◆ Your instructions:
Your answer should be only the lines below from the one with "repository a17acfc64ab62882" to the one with "any job starts)", repeated exactly, ends included.

◆ Material to process:

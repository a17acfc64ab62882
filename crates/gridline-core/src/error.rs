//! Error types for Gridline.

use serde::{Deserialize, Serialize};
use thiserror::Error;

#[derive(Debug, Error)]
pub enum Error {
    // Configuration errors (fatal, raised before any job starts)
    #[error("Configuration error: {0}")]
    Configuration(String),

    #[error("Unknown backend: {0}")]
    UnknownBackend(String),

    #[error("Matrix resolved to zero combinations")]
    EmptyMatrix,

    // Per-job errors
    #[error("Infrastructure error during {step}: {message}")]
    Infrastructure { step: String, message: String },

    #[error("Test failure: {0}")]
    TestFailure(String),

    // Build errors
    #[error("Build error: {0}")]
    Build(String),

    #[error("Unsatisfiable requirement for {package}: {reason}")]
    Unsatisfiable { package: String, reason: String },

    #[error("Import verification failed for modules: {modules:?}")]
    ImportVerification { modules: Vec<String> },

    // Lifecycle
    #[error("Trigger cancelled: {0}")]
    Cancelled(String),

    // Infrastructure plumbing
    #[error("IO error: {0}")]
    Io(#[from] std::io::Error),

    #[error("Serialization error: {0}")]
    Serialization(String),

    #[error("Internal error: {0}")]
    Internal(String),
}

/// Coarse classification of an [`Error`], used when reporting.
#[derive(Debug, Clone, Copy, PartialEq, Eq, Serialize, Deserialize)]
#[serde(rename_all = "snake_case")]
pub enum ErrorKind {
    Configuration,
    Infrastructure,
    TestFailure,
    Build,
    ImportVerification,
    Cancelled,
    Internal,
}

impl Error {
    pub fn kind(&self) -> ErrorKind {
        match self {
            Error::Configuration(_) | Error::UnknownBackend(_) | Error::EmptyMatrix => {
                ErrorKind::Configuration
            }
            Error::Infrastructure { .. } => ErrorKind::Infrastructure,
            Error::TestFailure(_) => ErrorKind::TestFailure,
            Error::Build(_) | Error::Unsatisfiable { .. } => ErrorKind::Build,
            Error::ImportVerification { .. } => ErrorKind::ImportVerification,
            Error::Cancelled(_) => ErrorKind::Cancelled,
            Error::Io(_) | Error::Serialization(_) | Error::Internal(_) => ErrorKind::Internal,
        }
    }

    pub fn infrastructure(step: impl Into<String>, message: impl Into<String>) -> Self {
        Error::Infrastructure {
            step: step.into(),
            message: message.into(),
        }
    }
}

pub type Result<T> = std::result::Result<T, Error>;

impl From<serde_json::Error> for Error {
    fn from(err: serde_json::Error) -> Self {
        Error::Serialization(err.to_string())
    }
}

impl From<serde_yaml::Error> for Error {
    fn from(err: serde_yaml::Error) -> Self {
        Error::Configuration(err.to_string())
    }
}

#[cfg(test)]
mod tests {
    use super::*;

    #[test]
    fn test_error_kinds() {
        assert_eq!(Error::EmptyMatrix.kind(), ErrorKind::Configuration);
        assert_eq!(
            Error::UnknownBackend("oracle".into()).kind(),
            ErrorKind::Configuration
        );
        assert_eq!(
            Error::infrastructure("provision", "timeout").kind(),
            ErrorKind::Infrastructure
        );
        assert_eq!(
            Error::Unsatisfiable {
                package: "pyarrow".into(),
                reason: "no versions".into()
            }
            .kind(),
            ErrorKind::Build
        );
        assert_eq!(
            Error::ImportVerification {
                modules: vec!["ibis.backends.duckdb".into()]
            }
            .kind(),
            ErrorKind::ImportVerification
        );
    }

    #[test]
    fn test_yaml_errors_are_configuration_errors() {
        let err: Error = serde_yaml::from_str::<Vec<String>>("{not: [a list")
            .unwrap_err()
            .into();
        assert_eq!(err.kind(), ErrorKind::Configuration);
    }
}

--

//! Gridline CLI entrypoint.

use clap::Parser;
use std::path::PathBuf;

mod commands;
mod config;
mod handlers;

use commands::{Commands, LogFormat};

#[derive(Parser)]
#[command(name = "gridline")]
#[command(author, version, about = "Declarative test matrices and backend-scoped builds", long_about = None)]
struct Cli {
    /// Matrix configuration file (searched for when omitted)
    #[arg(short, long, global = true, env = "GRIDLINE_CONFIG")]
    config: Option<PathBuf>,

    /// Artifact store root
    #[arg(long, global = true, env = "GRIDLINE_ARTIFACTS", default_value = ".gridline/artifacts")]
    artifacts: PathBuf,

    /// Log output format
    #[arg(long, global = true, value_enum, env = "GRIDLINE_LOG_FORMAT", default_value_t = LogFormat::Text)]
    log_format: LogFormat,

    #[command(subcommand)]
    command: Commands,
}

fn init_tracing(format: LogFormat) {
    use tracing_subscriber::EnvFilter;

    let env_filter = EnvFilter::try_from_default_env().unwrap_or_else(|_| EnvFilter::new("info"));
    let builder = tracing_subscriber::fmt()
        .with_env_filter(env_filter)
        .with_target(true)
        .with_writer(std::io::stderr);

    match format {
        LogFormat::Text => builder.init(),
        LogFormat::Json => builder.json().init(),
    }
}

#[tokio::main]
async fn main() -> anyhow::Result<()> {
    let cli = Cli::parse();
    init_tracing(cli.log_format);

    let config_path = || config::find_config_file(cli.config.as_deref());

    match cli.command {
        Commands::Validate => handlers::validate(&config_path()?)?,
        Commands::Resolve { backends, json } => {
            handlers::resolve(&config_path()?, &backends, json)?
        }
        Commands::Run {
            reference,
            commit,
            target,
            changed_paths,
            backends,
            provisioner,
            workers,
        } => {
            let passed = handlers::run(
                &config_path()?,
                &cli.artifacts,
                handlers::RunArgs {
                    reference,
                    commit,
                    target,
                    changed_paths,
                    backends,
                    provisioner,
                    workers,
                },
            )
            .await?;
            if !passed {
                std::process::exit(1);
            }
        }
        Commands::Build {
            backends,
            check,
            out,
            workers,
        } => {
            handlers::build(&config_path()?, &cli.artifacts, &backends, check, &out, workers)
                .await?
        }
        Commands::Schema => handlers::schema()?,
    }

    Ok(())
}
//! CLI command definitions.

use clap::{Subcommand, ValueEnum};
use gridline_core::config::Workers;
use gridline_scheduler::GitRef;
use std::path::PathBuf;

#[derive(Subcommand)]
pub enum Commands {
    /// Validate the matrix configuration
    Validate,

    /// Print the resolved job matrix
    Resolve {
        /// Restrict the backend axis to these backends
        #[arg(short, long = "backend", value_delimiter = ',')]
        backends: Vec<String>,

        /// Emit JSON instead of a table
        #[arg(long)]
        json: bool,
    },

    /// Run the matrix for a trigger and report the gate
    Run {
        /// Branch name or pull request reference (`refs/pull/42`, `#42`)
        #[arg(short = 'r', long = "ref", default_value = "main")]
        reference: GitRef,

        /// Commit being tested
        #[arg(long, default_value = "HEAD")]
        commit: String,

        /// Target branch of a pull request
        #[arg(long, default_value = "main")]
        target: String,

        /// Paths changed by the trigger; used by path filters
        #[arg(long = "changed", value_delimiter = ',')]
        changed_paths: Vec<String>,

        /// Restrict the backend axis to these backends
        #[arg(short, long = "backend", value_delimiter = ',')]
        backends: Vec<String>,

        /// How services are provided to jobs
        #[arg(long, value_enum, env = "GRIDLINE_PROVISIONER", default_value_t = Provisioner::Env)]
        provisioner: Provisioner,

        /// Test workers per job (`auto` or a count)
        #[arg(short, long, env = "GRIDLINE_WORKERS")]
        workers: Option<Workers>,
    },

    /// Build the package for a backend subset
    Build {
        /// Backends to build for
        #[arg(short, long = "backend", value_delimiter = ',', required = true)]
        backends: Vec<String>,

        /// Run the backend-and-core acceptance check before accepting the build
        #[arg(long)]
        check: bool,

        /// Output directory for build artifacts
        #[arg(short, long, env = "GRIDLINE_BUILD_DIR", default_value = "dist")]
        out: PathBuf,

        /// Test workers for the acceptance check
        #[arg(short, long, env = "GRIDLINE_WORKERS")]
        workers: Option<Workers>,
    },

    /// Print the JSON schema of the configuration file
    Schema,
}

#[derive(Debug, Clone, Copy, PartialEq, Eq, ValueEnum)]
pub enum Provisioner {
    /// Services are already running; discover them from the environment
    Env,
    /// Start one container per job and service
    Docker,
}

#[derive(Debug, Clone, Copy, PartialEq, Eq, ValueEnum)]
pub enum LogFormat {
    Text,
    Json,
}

◆ Solution to this problem:
repository a17acfc64ab62882
filename crates/gridline-core/src/error.rs
//! Error types for Gridline.

use serde::{Deserialize, Serialize};
use thiserror::Error;

#[derive(Debug, Error)]
pub enum Error {
    // Configuration errors (fatal, raised before any job starts)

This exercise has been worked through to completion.